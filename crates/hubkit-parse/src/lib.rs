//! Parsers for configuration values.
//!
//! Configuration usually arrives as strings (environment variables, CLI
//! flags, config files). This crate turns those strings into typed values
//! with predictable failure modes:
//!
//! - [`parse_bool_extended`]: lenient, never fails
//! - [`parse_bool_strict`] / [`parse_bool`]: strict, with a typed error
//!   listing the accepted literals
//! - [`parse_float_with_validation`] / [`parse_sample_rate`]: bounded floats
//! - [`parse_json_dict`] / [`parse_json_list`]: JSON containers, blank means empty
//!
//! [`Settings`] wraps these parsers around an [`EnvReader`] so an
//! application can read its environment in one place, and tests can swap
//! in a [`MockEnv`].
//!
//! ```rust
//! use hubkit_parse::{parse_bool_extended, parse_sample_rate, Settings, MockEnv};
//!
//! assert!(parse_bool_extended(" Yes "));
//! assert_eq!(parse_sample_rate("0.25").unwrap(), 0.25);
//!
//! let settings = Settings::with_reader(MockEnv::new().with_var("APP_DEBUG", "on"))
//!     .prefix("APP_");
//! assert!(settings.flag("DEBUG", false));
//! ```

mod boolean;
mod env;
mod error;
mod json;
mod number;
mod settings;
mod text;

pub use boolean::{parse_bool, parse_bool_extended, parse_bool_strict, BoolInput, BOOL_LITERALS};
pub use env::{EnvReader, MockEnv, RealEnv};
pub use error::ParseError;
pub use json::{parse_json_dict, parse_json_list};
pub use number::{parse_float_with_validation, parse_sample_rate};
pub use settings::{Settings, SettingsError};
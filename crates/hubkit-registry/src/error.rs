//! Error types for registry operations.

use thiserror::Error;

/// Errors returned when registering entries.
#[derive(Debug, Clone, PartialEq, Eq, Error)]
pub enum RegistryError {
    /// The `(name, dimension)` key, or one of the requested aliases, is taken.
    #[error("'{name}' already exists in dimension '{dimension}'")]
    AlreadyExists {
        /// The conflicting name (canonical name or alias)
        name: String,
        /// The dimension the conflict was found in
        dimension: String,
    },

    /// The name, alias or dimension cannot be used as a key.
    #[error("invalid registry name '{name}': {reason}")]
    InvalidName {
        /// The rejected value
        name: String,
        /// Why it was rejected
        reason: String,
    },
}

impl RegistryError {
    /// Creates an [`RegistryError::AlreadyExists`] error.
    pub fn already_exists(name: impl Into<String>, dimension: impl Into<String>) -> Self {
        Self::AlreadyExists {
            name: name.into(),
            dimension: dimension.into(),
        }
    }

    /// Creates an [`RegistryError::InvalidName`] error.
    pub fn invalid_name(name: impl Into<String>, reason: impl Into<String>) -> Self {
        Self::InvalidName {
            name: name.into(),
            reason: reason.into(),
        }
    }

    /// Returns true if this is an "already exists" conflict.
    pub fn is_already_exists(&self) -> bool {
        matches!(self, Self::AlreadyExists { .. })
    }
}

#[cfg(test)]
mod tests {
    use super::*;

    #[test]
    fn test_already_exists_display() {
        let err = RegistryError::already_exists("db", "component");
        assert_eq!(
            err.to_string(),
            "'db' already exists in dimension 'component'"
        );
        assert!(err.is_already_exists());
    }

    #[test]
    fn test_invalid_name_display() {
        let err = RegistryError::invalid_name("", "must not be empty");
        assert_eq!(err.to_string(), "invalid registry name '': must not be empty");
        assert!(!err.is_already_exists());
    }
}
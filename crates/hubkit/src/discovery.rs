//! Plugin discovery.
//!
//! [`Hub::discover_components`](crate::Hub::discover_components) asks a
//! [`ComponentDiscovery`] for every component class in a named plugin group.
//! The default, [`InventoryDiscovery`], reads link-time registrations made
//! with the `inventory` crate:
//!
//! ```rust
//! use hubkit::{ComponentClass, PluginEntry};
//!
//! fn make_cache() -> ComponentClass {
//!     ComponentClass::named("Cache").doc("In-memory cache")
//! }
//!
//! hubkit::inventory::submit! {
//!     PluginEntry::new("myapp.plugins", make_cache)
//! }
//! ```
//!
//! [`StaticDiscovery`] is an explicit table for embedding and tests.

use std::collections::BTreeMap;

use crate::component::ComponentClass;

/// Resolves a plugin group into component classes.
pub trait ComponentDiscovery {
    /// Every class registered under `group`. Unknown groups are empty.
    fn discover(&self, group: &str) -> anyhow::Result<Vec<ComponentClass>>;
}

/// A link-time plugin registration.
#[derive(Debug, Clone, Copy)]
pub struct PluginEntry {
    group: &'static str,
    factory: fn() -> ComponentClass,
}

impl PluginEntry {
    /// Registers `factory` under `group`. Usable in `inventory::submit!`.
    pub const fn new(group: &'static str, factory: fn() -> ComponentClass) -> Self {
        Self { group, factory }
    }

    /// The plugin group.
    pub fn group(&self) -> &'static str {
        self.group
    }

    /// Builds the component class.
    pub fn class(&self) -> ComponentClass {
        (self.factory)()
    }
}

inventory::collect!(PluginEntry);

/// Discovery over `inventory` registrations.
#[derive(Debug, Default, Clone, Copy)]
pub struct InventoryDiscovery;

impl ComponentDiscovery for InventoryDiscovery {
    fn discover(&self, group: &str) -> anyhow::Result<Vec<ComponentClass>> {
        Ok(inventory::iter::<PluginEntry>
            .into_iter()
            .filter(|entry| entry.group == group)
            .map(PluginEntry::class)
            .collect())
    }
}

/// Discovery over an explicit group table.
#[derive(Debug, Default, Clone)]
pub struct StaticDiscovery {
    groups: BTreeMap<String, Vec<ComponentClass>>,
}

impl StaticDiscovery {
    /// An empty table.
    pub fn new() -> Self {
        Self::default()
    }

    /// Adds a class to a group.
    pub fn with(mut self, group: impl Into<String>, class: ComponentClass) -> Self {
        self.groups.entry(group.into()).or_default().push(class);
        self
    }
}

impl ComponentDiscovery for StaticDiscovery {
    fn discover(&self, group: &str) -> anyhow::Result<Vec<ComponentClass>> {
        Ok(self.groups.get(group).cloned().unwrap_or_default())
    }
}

● ● ●

THE TASK:
Once the line with "mod number;" is found in the records above, print exactly that line and every line after it through the line with "pub enum RegistryError".

RESULT OF THE EXERCISE:
mod number;
mod settings;
mod text;

pub use boolean::{parse_bool, parse_bool_extended, parse_bool_strict, BoolInput, BOOL_LITERALS};
pub use env::{EnvReader, MockEnv, RealEnv};
pub use error::ParseError;
pub use json::{parse_json_dict, parse_json_list};
pub use number::{parse_float_with_validation, parse_sample_rate};
pub use settings::{Settings, SettingsError};
filename crates/hubkit-registry/src/error.rs
//! Error types for registry operations.

use thiserror::Error;

/// Errors returned when registering entries.
#[derive(Debug, Clone, PartialEq, Eq, Error)]
pub enum RegistryError {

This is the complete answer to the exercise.